Le déchant est donc un roman totalement déroutant. Mais pas forcément dans le meilleur sens du terme. L'écriture de Gilbert Millet est subtile, habile, très intelligemment menée, tout en jeux sur la langue, sur les codes du fantastique, sur l'étymologie et sur les sonorités. Surtout sur les sonorités car la musique, la cadence, le rythme et la composition sont les maîtres mots de cet ouvrage, presque uniquement centré sur la musique et sur le Son, élément moteur de la vision mortifère du tueur, véritable sacerdoce qui le mène à la recherche perpétuel du Son ultime. Le Son des rues et de la vie.
Et cette recherche du Son transparaît à chaque page, à chaque mot du roman. Un exemple : "Vous êtes ma fourmi, recluse dans du verre, une bouteille à la mer, agitée par les vagues, sous ma loupe. Je m'amuse de vos vices ; je mise sur votre mort, Isabelle, mirabelle. Margelle pour les suicides ? Jouvencelle qu'on éventre ? Isabelle tour Eiffel, joli saut dans le vide, poutrelles pour rebondir ?" On est ici clairement dans une écriture très contemporaine axée sur les sonorités et les rapprochements syntaxiques, tel que pourrait l'écrire une Chloé Deleaume ou un Eric Chevillard. Mais dans le domaine des littératures de l'imaginaire ce style est assez rare. A tort ou à raison, d'ailleurs.
Le Déchant nous entraîne vraiment au coeur de la folie d'Isabelle, dans son esprit qui se fait de plus en plus obscur, et l'écriture nous rend cette confusion par un phrasé complexe et malmené, une syntaxe ardue et embrouillée. L'impact littéraire est énorme mais le plaisir de lecture en est d'autant réduit... La difficulté de lecture et de compréhension de cet ouvrage extrêmement confus est proportionnelle aux portions de l'intrigue demeurant inexpliquées et pour ainsi dire incompréhensibles.
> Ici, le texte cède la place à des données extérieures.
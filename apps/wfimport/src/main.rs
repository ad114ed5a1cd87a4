//! wfimport CLI binary entry point.
//! Resolves configuration, delegates to the importer, and maps results to
//! exit codes: 0 success, 1 failed run, 2 configuration error.

use clap::Parser;
use std::process;
use tracing_subscriber::EnvFilter;
use wfimport::cli::{Cli, Commands, ImportArgs};
use wfimport::config::{self, CliOverrides, Effective, OutputMode};
use wfimport::importer::{self, ImportSettings, Importer};
use wfimport::runtime::DockerCli;
use wfimport::{output, utils};

fn main() {
    let Cli {
        root,
        container,
        output,
        log_level,
        cmd,
    } = Cli::parse();
    init_tracing(&log_level);

    let base = CliOverrides {
        root,
        container,
        output,
        ..Default::default()
    };

    match cmd.unwrap_or_else(|| Commands::Import(ImportArgs::default())) {
        Commands::Version => {
            println!("{}", env!("CARGO_PKG_VERSION"));
        }
        Commands::Import(args) => {
            let eff = resolve(CliOverrides {
                dir: args.dir,
                classifier: args.classifier,
                max_errors: args.max_errors,
                copy_timeout: args.copy_timeout,
                import_timeout: args.import_timeout,
                ..base
            });
            let human = eff.output == OutputMode::Human;
            if human {
                output::print_banner();
                announce(&eff);
            }
            let importer = Importer::new(runtime_for(&eff), ImportSettings::from(&eff))
                .with_progress(human);
            let report = importer.run(&eff.dir);
            output::print_report(&report, eff.output, eff.max_errors);
            process::exit(if report.success() { 0 } else { 1 });
        }
        Commands::Validate { dir } => {
            let eff = resolve(CliOverrides { dir, ..base });
            match importer::validate_directory(&eff.dir, &eff.backup_suffix) {
                Ok(results) => {
                    output::print_validation(&results, eff.output);
                    if results.iter().any(|r| !r.result.valid) {
                        process::exit(1);
                    }
                }
                Err(e) => {
                    eprintln!("{} {}", utils::error_prefix(), e);
                    process::exit(1);
                }
            }
        }
        Commands::Check => {
            let eff = resolve(base);
            let importer = Importer::new(runtime_for(&eff), ImportSettings::from(&eff));
            if importer.check_environment() {
                println!("container '{}' is running", eff.container);
            } else {
                eprintln!(
                    "{} container '{}' is not running",
                    utils::error_prefix(),
                    eff.container
                );
                process::exit(1);
            }
        }
    }
}

fn init_tracing(level: &str) {
    let filter = EnvFilter::try_from_default_env()
        .unwrap_or_else(|_| EnvFilter::new(format!("wfimport={}", level)));
    tracing_subscriber::fmt()
        .with_env_filter(filter)
        .with_writer(std::io::stderr)
        .with_target(false)
        .compact()
        .init();
}

/// Resolve configuration or exit with status 2.
fn resolve(cli: CliOverrides) -> Effective {
    match config::resolve_effective(&cli) {
        Ok(eff) => eff,
        Err(e) => {
            eprintln!("{} {}", utils::error_prefix(), e);
            process::exit(2);
        }
    }
}

fn runtime_for(eff: &Effective) -> DockerCli {
    DockerCli::new(eff.runtime.clone(), eff.platform_cli.clone())
}

fn announce(eff: &Effective) {
    match eff.config_path.as_ref() {
        Some(p) => eprintln!(
            "{} using config {}",
            utils::info_prefix(),
            utils::rel_to_wd(p)
        ),
        None => eprintln!(
            "{} No wfimport.toml found; using defaults.",
            utils::note_prefix()
        ),
    }
    eprintln!(
        "{} importing from {} into container '{}'",
        utils::info_prefix(),
        utils::rel_to_wd(&eff.dir),
        eff.container
    );
}
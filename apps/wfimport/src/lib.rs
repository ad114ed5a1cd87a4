//! wfimport core library.
//!
//! This crate exposes programmatic APIs for validating workflow JSON files and
//! importing them into a container-hosted automation platform through the
//! container runtime's CLI.
//!
//! High-level modules:
//! - `cli`: CLI argument parsing (binary uses this).
//! - `config`: Discovery and effective configuration resolution.
//! - `discover`: Workflow file discovery.
//! - `validate`: Structural workflow validation.
//! - `runtime`: Container runtime seam and the docker CLI implementation.
//! - `classify`: Import output classification.
//! - `importer`: Per-file pipeline and run orchestration.
//! - `models`: Validation results, outcomes, and the run report.
//! - `output`: Human/JSON printers.
//! - `error`: Error types.
//! - `utils`: Supporting helpers.
pub mod classify;
pub mod cli;
pub mod config;
pub mod discover;
pub mod error;
pub mod importer;
pub mod models;
pub mod output;
pub mod runtime;
pub mod utils;
pub mod validate;
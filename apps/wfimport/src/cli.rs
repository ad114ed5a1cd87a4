//! CLI argument parsing via `clap`.

use crate::classify::Classifier;
use clap::{Args, Parser, Subcommand};

#[derive(Parser)]
#[command(
    name = "wfimport",
    version,
    about = "Batch-import workflow JSON files into a containerized automation platform",
    long_about = "wfimport — validate workflow JSON files, stage them into a running container, and run the platform's import command for each.\n\nRunning without a subcommand is the same as `wfimport import`.\n\nConfiguration precedence: CLI > wfimport.toml > defaults.",
    after_help = "Examples:\n  wfimport\n  wfimport import ./workflows --container n8n-n8n-1\n  wfimport validate ./workflows --output json\n  wfimport check"
)]
/// Top-level CLI options and subcommands.
pub struct Cli {
    #[arg(long, global = true, help = "Directory to search for wfimport.toml (default: current dir)")]
    pub root: Option<String>,
    #[arg(long, global = true, help = "Target container name (default: n8n-n8n-1)")]
    pub container: Option<String>,
    #[arg(long, global = true, help = "Output mode: human|json (default: human)")]
    pub output: Option<String>,
    #[arg(
        long,
        global = true,
        default_value = "warn",
        help = "Diagnostic log level (trace|debug|info|warn|error); RUST_LOG wins when set"
    )]
    pub log_level: String,
    #[command(subcommand)]
    pub cmd: Option<Commands>,
}

#[derive(Subcommand)]
/// Supported subcommands.
pub enum Commands {
    /// Import workflows into the container
    #[command(
        about = "Import workflow files",
        long_about = "Validate each workflow file, copy it into the container, and run the platform import. Exits non-zero if any file fails.",
        after_help = "Examples:\n  wfimport import\n  wfimport import flows --classifier exit-code --max-errors 10"
    )]
    Import(ImportArgs),
    /// Validate workflow files locally
    #[command(
        about = "Validate workflow files",
        long_about = "Run the structural checks on every workflow file without contacting the container runtime."
    )]
    Validate {
        #[arg(help = "Workflows directory (default: workflows)")]
        dir: Option<String>,
    },
    /// Check the container is running
    #[command(
        about = "Probe the target container",
        long_about = "Exit 0 when the target container is running, 1 otherwise."
    )]
    Check,
    /// Show version
    #[command(about = "Show version", long_about = "Print the current wfimport version.")]
    Version,
}

#[derive(Args, Default, Clone)]
/// Options for `wfimport import`.
pub struct ImportArgs {
    #[arg(help = "Workflows directory (default: workflows)")]
    pub dir: Option<String>,
    #[arg(long, value_enum, help = "Result classifier (default: markers)")]
    pub classifier: Option<Classifier>,
    #[arg(long, help = "List at most N errors in the summary")]
    pub max_errors: Option<usize>,
    #[arg(long, value_name = "SECS", help = "Copy step timeout (default: 30)")]
    pub copy_timeout: Option<u64>,
    #[arg(long, value_name = "SECS", help = "Import step timeout (default: 60)")]
    pub import_timeout: Option<u64>,
}
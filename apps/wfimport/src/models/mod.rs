//! Data models shared by the validator, importer, and printers.

use serde::Serialize;

#[derive(Debug, Clone, Default, Serialize, PartialEq, Eq)]
/// Outcome of validating one workflow file. Warnings never affect validity.
pub struct ValidationResult {
    pub valid: bool,
    pub errors: Vec<String>,
    pub warnings: Vec<String>,
}

impl ValidationResult {
    /// Record an error; the result stays invalid until `finish` says otherwise.
    pub fn error(&mut self, msg: impl Into<String>) {
        self.errors.push(msg.into());
    }

    pub fn warn(&mut self, msg: impl Into<String>) {
        self.warnings.push(msg.into());
    }

    /// Seal the result: valid iff no errors were recorded.
    pub fn finish(mut self) -> Self {
        self.valid = self.errors.is_empty();
        self
    }
}

#[derive(Debug, Clone, Serialize, PartialEq, Eq)]
/// Per-file import outcome folded into the run report.
pub struct ImportOutcome {
    pub file: String,
    pub success: bool,
    pub error: Option<String>,
}

impl ImportOutcome {
    pub fn imported(file: impl Into<String>) -> Self {
        ImportOutcome {
            file: file.into(),
            success: true,
            error: None,
        }
    }

    pub fn failed(file: impl Into<String>, error: impl Into<String>) -> Self {
        ImportOutcome {
            file: file.into(),
            success: false,
            error: Some(error.into()),
        }
    }
}

#[derive(Debug, Clone, Default, Serialize, PartialEq, Eq)]
/// Aggregate of one import run.
pub struct RunReport {
    pub imported: usize,
    pub failed: usize,
    pub total: usize,
    pub errors: Vec<String>,
    pub outcomes: Vec<ImportOutcome>,
    /// Set when the run stopped before processing files.
    pub aborted: Option<String>,
}

impl RunReport {
    pub fn new(total: usize) -> Self {
        RunReport {
            total,
            ..Default::default()
        }
    }

    /// Report for a run that never reached the per-file loop.
    pub fn aborted(reason: impl Into<String>) -> Self {
        RunReport {
            aborted: Some(reason.into()),
            ..Default::default()
        }
    }

    /// Fold one file's outcome into the counts.
    pub fn record(&mut self, outcome: ImportOutcome) {
        if outcome.success {
            self.imported += 1;
        } else {
            self.failed += 1;
            if let Some(e) = outcome.error.as_ref() {
                self.errors.push(e.clone());
            }
        }
        self.outcomes.push(outcome);
    }

    pub fn success(&self) -> bool {
        self.aborted.is_none() && self.failed == 0
    }
}

#[derive(Debug, Clone, Serialize)]
/// Validation result tagged with the file it belongs to.
pub struct FileValidation {
    pub file: String,
    #[serde(flatten)]
    pub result: ValidationResult,
}

#[cfg(test)]
mod tests {
    use super::*;

    #[test]
    fn test_record_folds_counts_and_errors() {
        let mut r = RunReport::new(3);
        r.record(ImportOutcome::imported("a.json"));
        r.record(ImportOutcome::failed("b.json", "Import failed for b.json: x"));
        r.record(ImportOutcome::imported("c.json"));
        assert_eq!(r.imported, 2);
        assert_eq!(r.failed, 1);
        assert_eq!(r.errors, vec!["Import failed for b.json: x".to_string()]);
        assert!(!r.success());
    }

    #[test]
    fn test_aborted_report_is_not_success() {
        let r = RunReport::aborted("Container not running");
        assert_eq!(r.total, 0);
        assert!(!r.success());
    }
}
Jouant sur les principaux motifs du fantastique, la folie, le double, les fantômes, Gilbert Millet nous rend par le style la confusion de ces personnages. Beau pari, mais le lecteur ne peut jamais vraiment suivre. On referme le livre en se disant que l'on a assisté à un très bel exercice de style, mais la lecture en est tellement ardue que l'on décroche très très vite. C'est très bien écrit, mais on s'ennuie à mourir. Une impression dérangeante demeure, mais l'on reste avec cette idée que l'on est passé à côté de beaucoup trop de choses et qu'en plus, c'était voulu par l'auteur.
L'effet de collage, de montage littéraire, est extrêmement intéressant car le livre alterne entre passages en italique reflétant les pensées du tueur et passages nous plongeant dans la folie d'Isabelle. C'est très fort et très risqué. Mais bon, autant faire un essai sur le fantastique et non pas un roman si ce n'est que pour nous assaillir de théorie littéraire et d'exercices syntaxico-narratifs.
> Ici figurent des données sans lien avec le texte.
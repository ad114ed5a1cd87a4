//! Workflow file discovery.

use crate::error::DiscoveryError;
use glob::{glob, Pattern};
use std::path::{Path, PathBuf};

/// List `*.json` files directly under `dir`, sorted, skipping any whose name
/// ends with `backup_suffix`.
///
/// A missing directory or an empty match set is reported as an error so the
/// caller can abort the run with a reason.
pub fn discover_files(dir: &Path, backup_suffix: &str) -> Result<Vec<PathBuf>, DiscoveryError> {
    if !dir.is_dir() {
        return Err(DiscoveryError::MissingDirectory(dir.to_path_buf()));
    }
    let base = Pattern::escape(&dir.to_string_lossy());
    let pattern = format!("{}/*.json", base.trim_end_matches('/'));
    let mut files: Vec<PathBuf> = glob(&pattern)?
        .filter_map(Result::ok)
        .filter(|p| p.is_file())
        .filter(|p| !is_backup(p, backup_suffix))
        .collect();
    if files.is_empty() {
        return Err(DiscoveryError::Empty(dir.to_path_buf()));
    }
    files.sort();
    Ok(files)
}

fn is_backup(path: &Path, suffix: &str) -> bool {
    if suffix.is_empty() {
        return false;
    }
    path.file_name()
        .map(|n| n.to_string_lossy().ends_with(suffix))
        .unwrap_or(false)
}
On perd peu à peu le désir de s'attacher à l'histoire, les personnages perdent leur ampleur et leur consistance au fil des pages (ce qui est tout de même assez rare !) et en bref, on s‘ennuie ferme dans cette histoire confuse de fantômes aussi trouble que le passé des personnages. Reste alors les cinq nouvelles qui suivent le roman : de beaux textes, là encore dans un fantastique très pointu, stylisé et reflétant une très grande connaissance théorique du genre. Ca passe mieux que dans le roman, certes, mais ce n'est malheureusement pas cinq courtes nouvelles qui vont nous faire passer le goût amer que le Déchant nous laisse dans la bouche.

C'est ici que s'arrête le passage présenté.